Los pueblos indígenas, que no poseían representación
formal en ninguno de los organismos de Naciones Unidas ni en los del Sistema
Interamericano, han logrado avances significativos. Destacan la proclamación,
en 1993, del Año Internacional de las Poblaciones Indígenas
del Mundo; el establecimiento del Decenio Internacional de las Poblaciones
Indígenas del Mundo en 1994; y la creación en el año
2000 del Foro Permanente para las Cuestiones Indígenas con el mandato
de examinar aspectos relativos al desarrollo económico y social,
la cultura, el medio ambiente, la educación, la salud y los derechos
humanos en el seno del Consejo Económico y Social (ECOSOC).

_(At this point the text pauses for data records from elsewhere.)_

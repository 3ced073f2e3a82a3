use crate::backprop::{
    backward::backward,
    eval_config::EvalConfig,
    forward::{forward, ForwardPass},
    gradients::Gradients,
    trace::{NoopTracer, Tracer},
};
use crate::cost::quadratic::QuadraticCost;
use crate::error::{Error, Result};
use crate::network::{fixture::Case, network::Network, topology::Topology};

/// Runs the forward and backward passes for one example.
///
/// The evaluator holds configuration only. Every call builds its own
/// activations, pre-activations and deltas and drops them on return, so an
/// evaluator can be shared freely between callers.
#[derive(Debug, Clone, Copy, Default)]
pub struct Evaluator {
    pub config: EvalConfig,
}

impl Evaluator {
    pub fn new(config: EvalConfig) -> Evaluator {
        Evaluator { config }
    }

    /// Gradients of the quadratic cost for `input`/`expected`.
    pub fn evaluate(
        &self,
        topology: &Topology,
        network: &Network,
        input: &[f64],
        expected: &[f64],
    ) -> Result<Gradients> {
        self.evaluate_traced(topology, network, input, expected, &mut NoopTracer)
    }

    /// Like [`evaluate`](Self::evaluate), reporting every intermediate to `tracer`.
    pub fn evaluate_traced(
        &self,
        topology: &Topology,
        network: &Network,
        input: &[f64],
        expected: &[f64],
        tracer: &mut dyn Tracer,
    ) -> Result<Gradients> {
        check_preconditions(topology, network, input, expected)?;
        log::debug!("evaluating topology {:?}", topology.sizes());

        let pass = forward(network, input, self.config.sigmoid, tracer)?;
        let gradients = backward(&pass, network, expected, self.config.sigmoid, tracer)?;

        if self.config.check_finite {
            if let Some(name) = gradients.first_non_finite() {
                log::warn!("{name} contains a non-finite value");
            }
        }
        Ok(gradients)
    }

    pub fn evaluate_case(&self, case: &Case) -> Result<Gradients> {
        self.evaluate(&case.topology, &case.network, &case.input, &case.expected)
    }

    pub fn evaluate_case_traced(&self, case: &Case, tracer: &mut dyn Tracer) -> Result<Gradients> {
        self.evaluate_traced(&case.topology, &case.network, &case.input, &case.expected, tracer)
    }

    /// Forward pass only, keeping every intermediate.
    pub fn forward_pass(&self, network: &Network, input: &[f64]) -> Result<ForwardPass> {
        forward(network, input, self.config.sigmoid, &mut NoopTracer)
    }

    /// Output activation for `input`.
    pub fn feedforward(&self, network: &Network, input: &[f64]) -> Result<Vec<f64>> {
        Ok(self.forward_pass(network, input)?.output().column_values())
    }

    /// Quadratic cost of the network's output against `expected`.
    pub fn cost(&self, network: &Network, input: &[f64], expected: &[f64]) -> Result<f64> {
        let output = self.feedforward(network, input)?;
        if output.len() != expected.len() {
            return Err(Error::shape("expected output", (output.len(), 1), (expected.len(), 1)));
        }
        Ok(QuadraticCost::cost(&output, expected))
    }
}

fn check_preconditions(
    topology: &Topology,
    network: &Network,
    input: &[f64],
    expected: &[f64],
) -> Result<()> {
    network.validate(topology)?;
    if input.len() != topology.input_size() {
        return Err(Error::shape("input", (topology.input_size(), 1), (input.len(), 1)));
    }
    if expected.len() != topology.output_size() {
        return Err(Error::shape("expected output", (topology.output_size(), 1), (expected.len(), 1)));
    }
    Ok(())
}

#[cfg(test)]
mod tests {
    use super::*;
    use crate::activation::Sigmoid;
    use crate::backprop::trace::{self, TraceEvent};
    use crate::layers::dense::Layer;
    use crate::math::matrix::Matrix;

    fn small() -> (Topology, Network) {
        let topology = Topology::new(vec![2, 2, 1]).unwrap();
        let network = Network::from_nested(
            vec![vec![vec![1.0, 1.0], vec![1.0, 1.0]], vec![vec![1.0, 1.0]]],
            vec![vec![0.0, 0.0], vec![0.0]],
        ).unwrap();
        (topology, network)
    }

    #[test]
    fn gradient_shapes_match_parameters() {
        let (topology, network) = small();
        let grads = Evaluator::default().evaluate(&topology, &network, &[0.2, 0.9], &[1.0]).unwrap();
        assert!(grads.matches_shapes_of(&network));
    }

    #[test]
    fn topology_disagreement_produces_no_result() {
        let (_, network) = small();
        let topology = Topology::new(vec![2, 3, 1]).unwrap();
        let err = Evaluator::default().evaluate(&topology, &network, &[0.0, 0.0], &[0.0]).unwrap_err();
        assert!(matches!(err, Error::ShapeMismatch { .. }));
    }

    #[test]
    fn input_and_expected_lengths_are_preconditions() {
        let (topology, network) = small();
        let evaluator = Evaluator::default();
        assert!(evaluator.evaluate(&topology, &network, &[0.0], &[0.0]).is_err());
        assert!(evaluator.evaluate(&topology, &network, &[0.0, 0.0], &[]).is_err());
    }

    #[test]
    fn closure_tracer_sees_the_output_delta() {
        let (topology, network) = small();
        let mut seen = Vec::new();
        let mut tracer = trace::from_fn(|event: &TraceEvent<'_>| {
            if let TraceEvent::OutputDelta { delta, .. } = event {
                seen.push(delta.data[0][0]);
            }
        });
        Evaluator::default()
            .evaluate_traced(&topology, &network, &[0.0, 0.0], &[0.0], &mut tracer)
            .unwrap();
        assert_eq!(seen.len(), 1);
        assert!((seen[0] - 0.1437).abs() < 1e-4);
    }

    #[test]
    fn non_finite_gradients_are_named_when_checking() {
        let (topology, network) = small();
        let evaluator = Evaluator::new(EvalConfig::new(Sigmoid::Exact, true));
        let grads = evaluator.evaluate(&topology, &network, &[f64::NAN, 0.0], &[0.0]).unwrap();
        assert_eq!(grads.first_non_finite().as_deref(), Some("bias_gradient[0]"));
    }

    #[test]
    fn hand_built_network_with_wrong_dims_is_rejected_not_panicking() {
        let topology = Topology::new(vec![2, 1]).unwrap();
        let network = Network {
            layers: vec![Layer {
                weights: Matrix { rows: 1, cols: 2, data: vec![vec![1.0]] },
                biases: Matrix::column(&[0.0]),
            }],
        };
        let evaluator = Evaluator::default();
        assert!(matches!(
            evaluator.evaluate(&topology, &network, &[1.0, 2.0], &[0.0]),
            Err(Error::ShapeMismatch { .. })
        ));
        assert!(matches!(
            evaluator.forward_pass(&network, &[1.0, 2.0]),
            Err(Error::ShapeMismatch { .. })
        ));
    }

    #[test]
    fn cost_and_feedforward_agree() {
        let (_, network) = small();
        let evaluator = Evaluator::new(EvalConfig::new(Sigmoid::Exact, true));
        let output = evaluator.feedforward(&network, &[0.0, 0.0]).unwrap();
        let cost = evaluator.cost(&network, &[0.0, 0.0], &[0.0]).unwrap();
        assert_eq!(cost, 0.5 * output[0] * output[0]);
    }
}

No
obstante, la aprobación de dos instrumentos en materia jurídica
internacional han sufrido retrasos considerables: la Declaración
Universal sobre los Derechos de los Pueblos Indígenas de la ONU,
en la que se reconocerán los derechos humanos básicos y
las libertades fundamentales de las poblaciones indígenas, y la
Declaración Americana, elaborada en el seno de la Organización
de los Estados Americanos.
Por otra parte, al Instituto Indigenista Interamericano, con representación
solamente gubernamental, se sumó en la década pasada el
Fondo para el Desarrollo de los Pueblos Indígenas de América
Latina y el Caribe ya con representación paritaria, tanto de indígenas
como de gobiernos. Ambos organismos requieren hoy de una reestructuración
y reorientación para cumplir su papel de apoyo a los pueblos indígenas.
En
este contexto resulta necesario promover la presencia indígena
en los escenarios bilaterales y multilaterales en los que participa México,
tanto frente a organismos del Sistema de Naciones Unidas y del Sistema
Interamericano, como de cooperación internacional; respaldar los
trabajos del Relator especial sobre la situación de los derechos
humanos y las libertades fundamentales de los pueblos indígenas;
incrementar los apoyos para la difusión cultural otorgados por
la Secretaría de Relaciones Exteriores; e impulsar los trabajos
de los foros, comités y grupos de trabajo con representación
indígena, así como en el seno de las Cumbres.